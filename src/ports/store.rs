// SPDX-License-Identifier: MIT OR Apache-2.0

//! Key-value store trait definition.
//!
//! This module defines the `KeyStore` trait, the port through which the lookup
//! engine reads typed values. Any backend that can hold strings, hashes and
//! lists under string keys can implement it.

use crate::domain::{KeyKind, Result, StoredValue};
use std::collections::HashMap;

/// A trait for typed key-value stores.
///
/// A `KeyStore` is a single checked-out handle to a backend, used by one
/// request at a time. Methods take `&mut self` because a handle usually wraps
/// a live connection.
///
/// Every method may fail with a backend error. Implementations must report
/// connectivity failures as
/// [`ConfmgrError::BackendUnavailable`](crate::domain::ConfmgrError::BackendUnavailable)
/// so that candidate scanning can tell them apart from ordinary probe errors.
///
/// # Examples
///
/// ```rust
/// use confmgr::adapters::MemoryStore;
/// use confmgr::domain::KeyKind;
/// use confmgr::ports::KeyStore;
///
/// let mut store = MemoryStore::new();
/// store.set_scalar("cfg:default:name", "confmgr").unwrap();
///
/// assert_eq!(store.probe_kind("cfg:default:name").unwrap(), KeyKind::String);
/// assert_eq!(store.probe_kind("cfg:default:other").unwrap(), KeyKind::NotFound);
/// ```
pub trait KeyStore: Send {
    /// Returns the name of this store, used in logs and error messages.
    fn name(&self) -> &str;

    /// Returns the kind of value stored under `key`.
    fn probe_kind(&mut self, key: &str) -> Result<KeyKind>;

    /// Returns `true` if `key` exists.
    fn exists(&mut self, key: &str) -> Result<bool>;

    /// Reads a string value.
    fn get_scalar(&mut self, key: &str) -> Result<String>;

    /// Writes a string value, replacing whatever was stored.
    fn set_scalar(&mut self, key: &str, value: &str) -> Result<()>;

    /// Reads every field of a hash.
    fn get_hash(&mut self, key: &str) -> Result<HashMap<String, String>>;

    /// Replaces a hash with exactly the given fields.
    fn set_hash(&mut self, key: &str, fields: &HashMap<String, String>) -> Result<()>;

    /// Reads a single hash field.
    fn get_hash_field(&mut self, key: &str, field: &str) -> Result<String>;

    /// Writes a single hash field, creating the hash if needed.
    fn set_hash_field(&mut self, key: &str, field: &str, value: &str) -> Result<()>;

    /// Returns `true` if the hash at `key` exists and has `field`.
    fn hash_field_exists(&mut self, key: &str, field: &str) -> Result<bool>;

    /// Reads a whole list in order.
    fn get_list(&mut self, key: &str) -> Result<Vec<String>>;

    /// Replaces a list with exactly the given entries.
    fn set_list(&mut self, key: &str, entries: &[String]) -> Result<()>;

    /// Appends one entry to a list, creating it if needed.
    fn append_list(&mut self, key: &str, value: &str) -> Result<()>;

    /// Deletes a key of any kind. Deleting a missing key is not an error.
    fn delete_key(&mut self, key: &str) -> Result<()>;

    /// Lists keys matching a glob filter. An empty filter matches every key.
    fn list_keys(&mut self, filter: &str) -> Result<Vec<String>>;

    /// Writes a typed value, replacing whatever was stored.
    fn store_value(&mut self, key: &str, value: &StoredValue) -> Result<()> {
        match value {
            StoredValue::String(s) => self.set_scalar(key, s),
            StoredValue::Hash(fields) => self.set_hash(key, fields),
            StoredValue::List(entries) => self.set_list(key, entries),
        }
    }
}

/// A trait for handing out stores, one per request.
///
/// This replaces any process-wide backend factory: the provider is passed to
/// whatever serves requests, and each request checks out its own store.
pub trait StoreProvider: Send + Sync {
    /// The store type handed out.
    type Store: KeyStore;

    /// Checks out a store for the duration of one request.
    ///
    /// Bounded providers may block here until a store becomes available.
    fn checkout(&self) -> Result<Self::Store>;
}
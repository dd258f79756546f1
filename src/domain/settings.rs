// SPDX-License-Identifier: MIT OR Apache-2.0

//! Static settings read once at startup.

use crate::domain::errors::{ConfmgrError, Result};
use serde::{Deserialize, Serialize};

/// Default search path: a single, unparameterized layer.
pub const DEFAULT_KEY_PATH: &str = "default";

/// Default prefix prepended to every absolute key name.
pub const DEFAULT_KEY_PREFIX: &str = "cfg:";

/// Default marker for scope-carrying request headers.
pub const DEFAULT_HDR_PREFIX: &str = "x-cfg-";

/// Default limit on nested `${...}` expansion.
pub const DEFAULT_MAX_SUBSTITUTION_DEPTH: usize = 16;

/// Settings for the lookup engine and its store.
///
/// All fields have defaults, so a settings file only needs to name what it
/// changes.
///
/// # Examples
///
/// ```
/// use confmgr::domain::Settings;
///
/// let settings = Settings::default();
/// assert_eq!(settings.key_prefix, "cfg:");
/// assert_eq!(settings.absolute_key("site/east", "db"), "cfg:site/east:db");
/// assert!(settings.validate().is_ok());
/// ```
#[derive(Clone, Debug, PartialEq, Eq, Serialize, Deserialize)]
#[serde(default)]
pub struct Settings {
    /// Search-path templates, highest precedence first
    pub key_paths: Vec<String>,
    /// Prefix of every absolute key name
    pub key_prefix: String,
    /// Marker identifying scope headers
    pub hdr_prefix: String,
    /// Maximum nesting of `${...}` expansion before failing
    pub max_substitution_depth: usize,
    /// Redis connection settings
    pub redis: RedisSettings,
}

impl Default for Settings {
    fn default() -> Self {
        Self {
            key_paths: vec![DEFAULT_KEY_PATH.to_string()],
            key_prefix: DEFAULT_KEY_PREFIX.to_string(),
            hdr_prefix: DEFAULT_HDR_PREFIX.to_string(),
            max_substitution_depth: DEFAULT_MAX_SUBSTITUTION_DEPTH,
            redis: RedisSettings::default(),
        }
    }
}

impl Settings {
    /// Builds the absolute key name for a resolved path and base key.
    pub fn absolute_key(&self, path: &str, key: &str) -> String {
        format!("{}{}:{}", self.key_prefix, path, key)
    }

    /// Prepends the key prefix unless the name already carries it.
    pub fn prefixed(&self, name: &str) -> String {
        if name.starts_with(&self.key_prefix) {
            name.to_string()
        } else {
            format!("{}{}", self.key_prefix, name)
        }
    }

    /// Checks the settings for values the engine cannot work with.
    pub fn validate(&self) -> Result<()> {
        if self.max_substitution_depth == 0 {
            return Err(ConfmgrError::InvalidSettings {
                message: "max_substitution_depth must be at least 1".to_string(),
            });
        }
        if self.redis.max_active == 0 {
            return Err(ConfmgrError::InvalidSettings {
                message: "redis.max_active must be at least 1".to_string(),
            });
        }
        if self.redis.max_idle > self.redis.max_active {
            return Err(ConfmgrError::InvalidSettings {
                message: format!(
                    "redis.max_idle ({}) exceeds redis.max_active ({})",
                    self.redis.max_idle, self.redis.max_active
                ),
            });
        }
        Ok(())
    }
}

/// Connection pool settings for the Redis store.
#[derive(Clone, Debug, PartialEq, Eq, Serialize, Deserialize)]
#[serde(default)]
pub struct RedisSettings {
    /// Connection URL
    pub url: String,
    /// Connections kept open for reuse
    pub max_idle: usize,
    /// Upper bound on open connections
    pub max_active: usize,
    /// Block when the pool is exhausted instead of failing
    pub wait: bool,
    /// Upper bound on a blocking wait, in milliseconds
    pub wait_timeout_ms: Option<u64>,
    /// Idle connections older than this are closed
    pub idle_timeout_secs: u64,
    /// Timeout for establishing a new connection, in milliseconds
    pub connect_timeout_ms: u64,
}

impl Default for RedisSettings {
    fn default() -> Self {
        Self {
            url: "redis://127.0.0.1:6379".to_string(),
            max_idle: 5,
            max_active: 20,
            wait: true,
            wait_timeout_ms: None,
            idle_timeout_secs: 240,
            connect_timeout_ms: 5000,
        }
    }
}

..............................

◆ Exercise instructions
Restate the records above word for word, omitting nothing.

◆ Expected output
filename src/ports/store.rs
// SPDX-License-Identifier: MIT OR Apache-2.0

//! Key-value store trait definition.
//!
//! This module defines the `KeyStore` trait, the port through which the lookup
//! engine reads typed values. Any backend that can hold strings, hashes and
//! lists under string keys can implement it.

use crate::domain::{KeyKind, Result, StoredValue};
use std::collections::HashMap;

/// A trait for typed key-value stores.
///
/// A `KeyStore` is a single checked-out handle to a backend, used by one
/// request at a time. Methods take `&mut self` because a handle usually wraps
/// a live connection.
///
/// Every method may fail with a backend error. Implementations must report
/// connectivity failures as
/// [`ConfmgrError::BackendUnavailable`](crate::domain::ConfmgrError::BackendUnavailable)
/// so that candidate scanning can tell them apart from ordinary probe errors.
///
/// # Examples
///
/// ```rust
/// use confmgr::adapters::MemoryStore;
/// use confmgr::domain::KeyKind;
/// use confmgr::ports::KeyStore;
///
/// let mut store = MemoryStore::new();
/// store.set_scalar("cfg:default:name", "confmgr").unwrap();
///
/// assert_eq!(store.probe_kind("cfg:default:name").unwrap(), KeyKind::String);
/// assert_eq!(store.probe_kind("cfg:default:other").unwrap(), KeyKind::NotFound);
/// ```
pub trait KeyStore: Send {
    /// Returns the name of this store, used in logs and error messages.
    fn name(&self) -> &str;

    /// Returns the kind of value stored under `key`.
    fn probe_kind(&mut self, key: &str) -> Result<KeyKind>;

    /// Returns `true` if `key` exists.
    fn exists(&mut self, key: &str) -> Result<bool>;

    /// Reads a string value.
    fn get_scalar(&mut self, key: &str) -> Result<String>;

    /// Writes a string value, replacing whatever was stored.
    fn set_scalar(&mut self, key: &str, value: &str) -> Result<()>;

    /// Reads every field of a hash.
    fn get_hash(&mut self, key: &str) -> Result<HashMap<String, String>>;

    /// Replaces a hash with exactly the given fields.
    fn set_hash(&mut self, key: &str, fields: &HashMap<String, String>) -> Result<()>;

    /// Reads a single hash field.
    fn get_hash_field(&mut self, key: &str, field: &str) -> Result<String>;

    /// Writes a single hash field, creating the hash if needed.
    fn set_hash_field(&mut self, key: &str, field: &str, value: &str) -> Result<()>;

    /// Returns `true` if the hash at `key` exists and has `field`.
    fn hash_field_exists(&mut self, key: &str, field: &str) -> Result<bool>;

    /// Reads a whole list in order.
    fn get_list(&mut self, key: &str) -> Result<Vec<String>>;

    /// Replaces a list with exactly the given entries.
    fn set_list(&mut self, key: &str, entries: &[String]) -> Result<()>;

    /// Appends one entry to a list, creating it if needed.
    fn append_list(&mut self, key: &str, value: &str) -> Result<()>;

    /// Deletes a key of any kind. Deleting a missing key is not an error.
    fn delete_key(&mut self, key: &str) -> Result<()>;

    /// Lists keys matching a glob filter. An empty filter matches every key.
    fn list_keys(&mut self, filter: &str) -> Result<Vec<String>>;

    /// Writes a typed value, replacing whatever was stored.
    fn store_value(&mut self, key: &str, value: &StoredValue) -> Result<()> {
        match value {
            StoredValue::String(s) => self.set_scalar(key, s),
            StoredValue::Hash(fields) => self.set_hash(key, fields),
            StoredValue::List(entries) => self.set_list(key, entries),
        }
    }
}

/// A trait for handing out stores, one per request.
///
/// This replaces any process-wide backend factory: the provider is passed to
/// whatever serves requests, and each request checks out its own store.
pub trait StoreProvider: Send + Sync {
    /// The store type handed out.
    type Store: KeyStore;

    /// Checks out a store for the duration of one request.
    ///
    /// Bounded providers may block here until a store becomes available.
    fn checkout(&self) -> Result<Self::Store>;
}
repository dd258f79756546f1
filename src/domain/settings.rs
// SPDX-License-Identifier: MIT OR Apache-2.0

//! Static settings read once at startup.

use crate::domain::errors::{ConfmgrError, Result};
use serde::{Deserialize, Serialize};

/// Default search path: a single, unparameterized layer.
pub const DEFAULT_KEY_PATH: &str = "default";

/// Default prefix prepended to every absolute key name.
pub const DEFAULT_KEY_PREFIX: &str = "cfg:";

/// Default marker for scope-carrying request headers.
pub const DEFAULT_HDR_PREFIX: &str = "x-cfg-";

/// Default limit on nested `${...}` expansion.
pub const DEFAULT_MAX_SUBSTITUTION_DEPTH: usize = 16;

/// Settings for the lookup engine and its store.
///
/// All fields have defaults, so a settings file only needs to name what it
/// changes.
///
/// # Examples
///
/// ```
/// use confmgr::domain::Settings;
///
/// let settings = Settings::default();
/// assert_eq!(settings.key_prefix, "cfg:");
/// assert_eq!(settings.absolute_key("site/east", "db"), "cfg:site/east:db");
/// assert!(settings.validate().is_ok());
/// ```
#[derive(Clone, Debug, PartialEq, Eq, Serialize, Deserialize)]
#[serde(default)]
pub struct Settings {
    /// Search-path templates, highest precedence first
    pub key_paths: Vec<String>,
    /// Prefix of every absolute key name
    pub key_prefix: String,
    /// Marker identifying scope headers
    pub hdr_prefix: String,
    /// Maximum nesting of `${...}` expansion before failing
    pub max_substitution_depth: usize,
    /// Redis connection settings
    pub redis: RedisSettings,
}

impl Default for Settings {
    fn default() -> Self {
        Self {
            key_paths: vec![DEFAULT_KEY_PATH.to_string()],
            key_prefix: DEFAULT_KEY_PREFIX.to_string(),
            hdr_prefix: DEFAULT_HDR_PREFIX.to_string(),
            max_substitution_depth: DEFAULT_MAX_SUBSTITUTION_DEPTH,
            redis: RedisSettings::default(),
        }
    }
}

impl Settings {
    /// Builds the absolute key name for a resolved path and base key.
    pub fn absolute_key(&self, path: &str, key: &str) -> String {
        format!("{}{}:{}", self.key_prefix, path, key)
    }

    /// Prepends the key prefix unless the name already carries it.
    pub fn prefixed(&self, name: &str) -> String {
        if name.starts_with(&self.key_prefix) {
            name.to_string()
        } else {
            format!("{}{}", self.key_prefix, name)
        }
    }

    /// Checks the settings for values the engine cannot work with.
    pub fn validate(&self) -> Result<()> {
        if self.max_substitution_depth == 0 {
            return Err(ConfmgrError::InvalidSettings {
                message: "max_substitution_depth must be at least 1".to_string(),
            });
        }
        if self.redis.max_active == 0 {
            return Err(ConfmgrError::InvalidSettings {
                message: "redis.max_active must be at least 1".to_string(),
            });
        }
        if self.redis.max_idle > self.redis.max_active {
            return Err(ConfmgrError::InvalidSettings {
                message: format!(
                    "redis.max_idle ({}) exceeds redis.max_active ({})",
                    self.redis.max_idle, self.redis.max_active
                ),
            });
        }
        Ok(())
    }
}

/// Connection pool settings for the Redis store.
#[derive(Clone, Debug, PartialEq, Eq, Serialize, Deserialize)]
#[serde(default)]
pub struct RedisSettings {
    /// Connection URL
    pub url: String,
    /// Connections kept open for reuse
    pub max_idle: usize,
    /// Upper bound on open connections
    pub max_active: usize,
    /// Block when the pool is exhausted instead of failing
    pub wait: bool,
    /// Upper bound on a blocking wait, in milliseconds
    pub wait_timeout_ms: Option<u64>,
    /// Idle connections older than this are closed
    pub idle_timeout_secs: u64,
    /// Timeout for establishing a new connection, in milliseconds
    pub connect_timeout_ms: u64,
}

impl Default for RedisSettings {
    fn default() -> Self {
        Self {
            url: "redis://127.0.0.1:6379".to_string(),
            max_idle: 5,
            max_active: 20,
            wait: true,
            wait_timeout_ms: None,
            idle_timeout_secs: 240,
            connect_timeout_ms: 5000,
        }
    }
}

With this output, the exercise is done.